Floating-point arithmetic is known to be tricky: roundings, formats, exceptional values. The IEEE-754 standard was a push towards straightening the field and made formal reasoning about floating-point computations possible. Unfortunately, this is not sufficient to guarantee the final result of a program, as several other actors are involved: programming language, compiler, architecture. The CompCert formally-verified compiler provides a solution to this problem: this compiler comes with a mathematical specification of the semantics of its source language (ISO C90) and target platforms (ARM, PowerPC, x86-SSE2), and with a proof that compilation preserves semantics. In this paper, we report on our recent success in formally specifying and proving correct CompCert’s compilation of floating-point arithmetic. Since CompCert is verified using the Coq proof assistant, this effort required a suitable Coq formalization of the IEEE-754 standard; we extended the Flocq library for this purpose. As a result, we obtain the first formally verified compiler that provably preserves the semantics of floating-point programs.

El trabajo está integrado en la versión 1.12 de CompCert que se encuentra aquí.

Reseña: Proof pearl – A mechanized proof of GHC’s mergesort

PorJosé A. Alonso

Se publicado un artículo de verificación en Iabelle/HOL titulado Proof pearl – A mechanized proof of GHC’s mergesort.

Su autor es Christian Sternagel (de la Univ. de la Univ. de Insbruck).

Su resumen es

We present our Isabelle/HOL formalization of GHC’s sorting algorithm for lists, proving its correctness and stability. This constitutes another example of applying a state-of-the-art poof assistant to real-world code. Furthermore, it allows users to take advantage of the formalized algorithm in generated code.

La librería estándard de GHC (The Glasgow Haskell Compiler) tiene un algoritmo de ordenación, que es una variante de la ordenación por mezcla. El objetivo del trabajo es la verificación de dicho algortimo en Isabelle/HOL, demostrando su corrección y estabilidad.
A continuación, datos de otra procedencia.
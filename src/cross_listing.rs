use std::collections::HashSet;

use serde::Serialize;

use crate::error::{CatalogError, Result};
use crate::tag::{FromTag, Tag};
use crate::value::{OtherHasher, SafeInt};

/// A crosslisted set of CRNs sharing one pool of seats.
/// This is immutable once created.
#[derive(Debug, Clone, PartialEq, Eq, Serialize)]
pub struct CrossListing {
    crns: HashSet<SafeInt, OtherHasher>,
    seats: i64,
}

impl CrossListing {
    pub fn new<C>(crns: C, seats: i64) -> Self
    where
        C: IntoIterator<Item = SafeInt>,
    {
        Self {
            crns: crns.into_iter().collect(),
            seats,
        }
    }
    pub fn crns(&self) -> &HashSet<SafeInt, OtherHasher> {
        &self.crns
    }
    pub fn seats(&self) -> i64 {
        self.seats
    }
    pub fn contains(&self, crn: &SafeInt) -> bool {
        self.crns.contains(crn)
    }
}

impl FromTag for CrossListing {
    fn from_tag<T: Tag>(tag: &T) -> Result<Self> {
        let mut crns = Vec::new();
        for child in tag.children() {
            if !child.is("crn") {
                return Err(tag.unexpected(child));
            }
            let text = child.text().ok_or_else(|| CatalogError::MissingAttribute {
                tag: child.identity(),
                attribute: "text".to_string(),
            })?;
            crns.push(SafeInt::parse(text.trim()));
        }
        Ok(CrossListing::new(crns, tag.integer("seats")?))
    }
}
La principal característica de este trabajo es la verificación de programas eficientes. El método empleado tiene tres pasos:

  1. formalizar variantes del algoritmo que faciliten la demostración y probar todas las propiedades deseadas;
  2. formalizar variantes eficientes del algoritmo y probar su equivalencia y
  3. usar la generación de código y obtener un programa eficiente del que se tiene garantía que satisface todas las propiedades que se probaron en la formalización inicial.

La formalización es pequeña (menos de 400 líneas de código) y la mayoría de las demostraciones son automáticas. Este éxito se basa en dos principios: la generalización de los conceptos y la definición de esquemas de inducción.

El código en Isabelle/HOL de la teoría correspondiente al trabajo se encuentra en The Archive of Formal Proofs.

Confluence by decreasing diagrams – Formalized

PorJosé A. Alonso

Se ha publicado un trabajo de formalización de sistemas de reescritura en Isabelle/HOL titulado Confluence by decreasing diagrams – formalized.

Su autor es Harald Zankl (de la Universidad de Insbruck, Austria).

Su resumen es

Decreasing diagrams are a complete characterization of confluence for abstract rewrite systems whose convertibility classes are countable. In this paper we present a formalization of decreasing diagrams in the theorem prover Isabelle. The main contribution is a formal proof that any locally decreasing abstract rewrite system is confluent.

Las teorías Isabelle/HOL correspondiente al trabajo se encuentran aquí.